Good read, but a bit awkward
  • Rated 3 stars
Reviewed by an Amazon user, May 6, 2008
I enjoyed the book for the most part. It features a clever plot and fairly engaging characters. I also appreciate Cory licensing this under CC.

Nonetheless, I was somewhat disappointed. The bad guys are one-dimensional caricatures, and even some of the characters who experience reversals along the way just shift from one extreme to another. Neither are the good guys immune to engaging in awkward, expository debate as the cliches bounce back and forth. These contrivances may be aimed at a different audience, but I found myself somewhat annoyed. And I realize it's a nit-pick, but it's also puts me off to see kids supposedly derived from California using words like "piccies" and ducking into the "toilet."

Overall, a fun read, but I honestly just couldn't get into it the way I had hoped.

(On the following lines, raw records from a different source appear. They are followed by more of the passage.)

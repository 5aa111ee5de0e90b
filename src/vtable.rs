//! Per-shape field layout tables.
//!
//! Layout on the wire:
//!
//! ```text
//! [vtable byte-size:2][object byte-size:2][field offset:2] * N
//! ```
//!
//! Entry `i` holds the byte offset of slot `i` relative to the table start,
//! or 0 when the field is absent. Slots beyond `N` are absent as well, which
//! lets writers trim trailing absent slots.

use crate::byte_buffer::ByteBuffer;
use crate::scalar::{VOffset, SIZE_VOFFSET};
use crate::{Error, Result};

/// Size of the two leading vtable entries (vtable size, object size).
pub const VTABLE_HEADER_SIZE: usize = 2 * SIZE_VOFFSET;

/// Position of a slot's entry inside the vtable (`4 + 2 * slot`).
#[inline]
pub const fn voffset_for_slot(slot: usize) -> usize {
    VTABLE_HEADER_SIZE + SIZE_VOFFSET * slot
}

/// Read view of a vtable inside a buffer.
#[derive(Debug, Clone, Copy)]
pub struct VTable<'a> {
    buf: ByteBuffer<&'a [u8]>,
    pos: usize,
    byte_len: usize,
    object_size: usize,
}

impl<'a> VTable<'a> {
    /// Validates and opens the vtable at `pos`.
    ///
    /// Fails with [`Error::MalformedBuffer`] if the vtable is not fully inside
    /// the buffer or its byte-size is inconsistent with a whole number of entries.
    pub fn init(buf: ByteBuffer<&'a [u8]>, pos: usize) -> Result<Self> {
        let byte_len = buf
            .get::<u16>(pos)
            .map_err(|_| Error::malformed(format!("vtable at {pos} lies outside the buffer")))?
            as usize;
        if byte_len < VTABLE_HEADER_SIZE || byte_len % SIZE_VOFFSET != 0 {
            return Err(Error::malformed(format!(
                "vtable at {pos} declares inconsistent size {byte_len}"
            )));
        }
        if buf.slice(pos, byte_len).is_err() {
            return Err(Error::malformed(format!(
                "vtable at {pos} with size {byte_len} exceeds buffer length {}",
                buf.len()
            )));
        }
        let object_size = buf.get::<u16>(pos + SIZE_VOFFSET)? as usize;
        if object_size < crate::scalar::SIZE_SOFFSET {
            return Err(Error::malformed(format!(
                "vtable at {pos} declares object size {object_size}"
            )));
        }
        Ok(Self { buf, pos, byte_len, object_size })
    }

    /// Absolute position of the vtable.
    pub fn position(&self) -> usize {
        self.pos
    }

    /// Vtable size in bytes, header included.
    pub fn byte_len(&self) -> usize {
        self.byte_len
    }

    /// Inline size of the table object, soffset included.
    pub fn object_size(&self) -> usize {
        self.object_size
    }

    /// Number of slots the vtable describes.
    pub fn num_fields(&self) -> usize {
        (self.byte_len - VTABLE_HEADER_SIZE) / SIZE_VOFFSET
    }

    /// Byte offset of `slot` relative to the table start; 0 means absent.
    #[inline]
    pub fn offset_of(&self, slot: usize) -> VOffset {
        if slot >= self.num_fields() {
            return 0;
        }
        // Bereich wurde in init() geprueft
        self.buf.get::<u16>(self.pos + voffset_for_slot(slot)).unwrap_or(0)
    }

    /// The raw vtable bytes.
    pub fn as_bytes(&self) -> &'a [u8] {
        self.buf.slice_ref(self.pos, self.byte_len).unwrap_or(&[])
    }
}

/// Write-side vtable: collected while an object is built, emitted by `end_object`.
#[derive(Debug, Clone, PartialEq, Eq, Hash)]
pub struct VTableLayout {
    object_size: VOffset,
    entries: Vec<VOffset>,
}

impl VTableLayout {
    /// Builds the layout from `(slot, offset-within-object)` pairs.
    ///
    /// Slots without a pair (skipped at their default) keep offset 0; trailing
    /// absent slots are not emitted.
    pub fn from_fields(object_size: VOffset, fields: &[(usize, VOffset)]) -> Self {
        let count = fields
            .iter()
            .filter(|&&(_, off)| off != 0)
            .map(|&(slot, _)| slot + 1)
            .max()
            .unwrap_or(0);
        let mut entries = vec![0; count];
        for &(slot, off) in fields {
            if off != 0 {
                entries[slot] = off;
            }
        }
        Self { object_size, entries }
    }

    pub fn object_size(&self) -> VOffset {
        self.object_size
    }

    pub fn num_fields(&self) -> usize {
        self.entries.len()
    }

    pub fn offset_of(&self, slot: usize) -> VOffset {
        self.entries.get(slot).copied().unwrap_or(0)
    }

    /// Encoded size in bytes.
    pub fn byte_len(&self) -> usize {
        voffset_for_slot(self.entries.len())
    }

    /// Bit-exact wire encoding.
    pub fn to_bytes(&self) -> Vec<u8> {
        let mut out = Vec::with_capacity(self.byte_len());
        out.extend_from_slice(&(self.byte_len() as u16).to_le_bytes());
        out.extend_from_slice(&self.object_size.to_le_bytes());
        for entry in &self.entries {
            out.extend_from_slice(&entry.to_le_bytes());
        }
        out
    }
}

#[cfg(test)]
mod tests {
    use super::*;

    #[test]
    fn voffset_mapping() {
        assert_eq!(voffset_for_slot(0), 4);
        assert_eq!(voffset_for_slot(1), 6);
        assert_eq!(voffset_for_slot(2), 8);
    }

    #[test]
    fn layout_trims_trailing_absent_slots() {
        let layout = VTableLayout::from_fields(8, &[(0, 4)]);
        assert_eq!(layout.num_fields(), 1);
        assert_eq!(layout.offset_of(1), 0);
        assert_eq!(layout.to_bytes(), vec![6, 0, 8, 0, 4, 0]);
    }

    #[test]
    fn layout_keeps_interior_gaps() {
        let layout = VTableLayout::from_fields(12, &[(2, 4), (0, 8)]);
        assert_eq!(layout.num_fields(), 3);
        assert_eq!(layout.offset_of(0), 8);
        assert_eq!(layout.offset_of(1), 0);
        assert_eq!(layout.offset_of(2), 4);
        assert_eq!(layout.byte_len(), 10);
    }

    #[test]
    fn empty_layout() {
        let layout = VTableLayout::from_fields(4, &[]);
        assert_eq!(layout.to_bytes(), vec![4, 0, 4, 0]);
    }

    #[test]
    fn read_view_matches_layout() {
        let bytes = VTableLayout::from_fields(12, &[(0, 4), (1, 8)]).to_bytes();
        let vt = VTable::init(ByteBuffer::new(&bytes[..]), 0).unwrap();
        assert_eq!(vt.num_fields(), 2);
        assert_eq!(vt.object_size(), 12);
        assert_eq!(vt.offset_of(0), 4);
        assert_eq!(vt.offset_of(1), 8);
        assert_eq!(vt.offset_of(7), 0);
        assert_eq!(vt.as_bytes(), &bytes[..]);
    }

    #[test]
    fn odd_vtable_size_is_malformed() {
        let bytes = [5u8, 0, 8, 0, 4, 0];
        let err = VTable::init(ByteBuffer::new(&bytes[..]), 0).unwrap_err();
        assert!(matches!(err, Error::MalformedBuffer(_)), "{err}");
    }

    #[test]
    fn vtable_larger_than_buffer_is_malformed() {
        let bytes = [10u8, 0, 8, 0, 4, 0];
        let err = VTable::init(ByteBuffer::new(&bytes[..]), 0).unwrap_err();
        assert!(matches!(err, Error::MalformedBuffer(_)), "{err}");
    }

    #[test]
    fn vtable_outside_buffer_is_malformed() {
        let bytes = [4u8, 0, 4, 0];
        let err = VTable::init(ByteBuffer::new(&bytes[..]), 3).unwrap_err();
        assert!(matches!(err, Error::MalformedBuffer(_)), "{err}");
    }
}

Richie's Picks: LITTLE BROTHER
  • Rated 5 stars
Reviewed by an Amazon user, May 5, 2008
"There's something really liberating about having some corner of your life that's yours, that no one gets to see except you. It's a little like nudity or taking a dump. Everyone gets naked every once in a while. Everyone has to squat on the toilet. There's nothing shameful, deviant or weird about either of them. But what if I decreed that from now on, every time you went to evacuate some solid waste, you'd have to do it in a glass room perched in the middle of Times Square, and you'd be buck naked?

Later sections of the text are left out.